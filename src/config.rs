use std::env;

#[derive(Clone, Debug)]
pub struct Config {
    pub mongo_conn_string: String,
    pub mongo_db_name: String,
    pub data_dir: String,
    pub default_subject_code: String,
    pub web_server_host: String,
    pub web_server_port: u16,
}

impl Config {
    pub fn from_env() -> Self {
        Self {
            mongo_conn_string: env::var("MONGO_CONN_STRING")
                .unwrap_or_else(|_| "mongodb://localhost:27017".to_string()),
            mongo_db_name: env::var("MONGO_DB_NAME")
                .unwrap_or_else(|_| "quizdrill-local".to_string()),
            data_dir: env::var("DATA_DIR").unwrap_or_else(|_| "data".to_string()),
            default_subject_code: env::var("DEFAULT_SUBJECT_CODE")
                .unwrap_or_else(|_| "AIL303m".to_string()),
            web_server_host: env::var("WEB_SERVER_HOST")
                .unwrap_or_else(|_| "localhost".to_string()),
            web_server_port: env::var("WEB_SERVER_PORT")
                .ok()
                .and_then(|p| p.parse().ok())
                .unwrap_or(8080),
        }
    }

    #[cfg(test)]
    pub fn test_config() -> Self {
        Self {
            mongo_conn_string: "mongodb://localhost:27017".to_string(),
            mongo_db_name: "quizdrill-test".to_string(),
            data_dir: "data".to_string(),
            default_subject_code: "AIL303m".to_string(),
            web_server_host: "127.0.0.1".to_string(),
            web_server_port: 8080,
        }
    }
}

-*-*-

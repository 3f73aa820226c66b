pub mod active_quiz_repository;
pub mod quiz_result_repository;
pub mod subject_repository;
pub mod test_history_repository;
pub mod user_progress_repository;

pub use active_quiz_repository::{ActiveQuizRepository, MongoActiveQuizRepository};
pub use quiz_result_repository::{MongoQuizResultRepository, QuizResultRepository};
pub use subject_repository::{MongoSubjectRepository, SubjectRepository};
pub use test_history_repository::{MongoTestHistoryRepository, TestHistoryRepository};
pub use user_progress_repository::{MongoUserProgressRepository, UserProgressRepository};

-*-*-

From the material above, copy every line where the word "mongodb" is found.

                .unwrap_or_else(|_| "mongodb://localhost:27017".to_string()),
            mongo_conn_string: "mongodb://localhost:27017".to_string(),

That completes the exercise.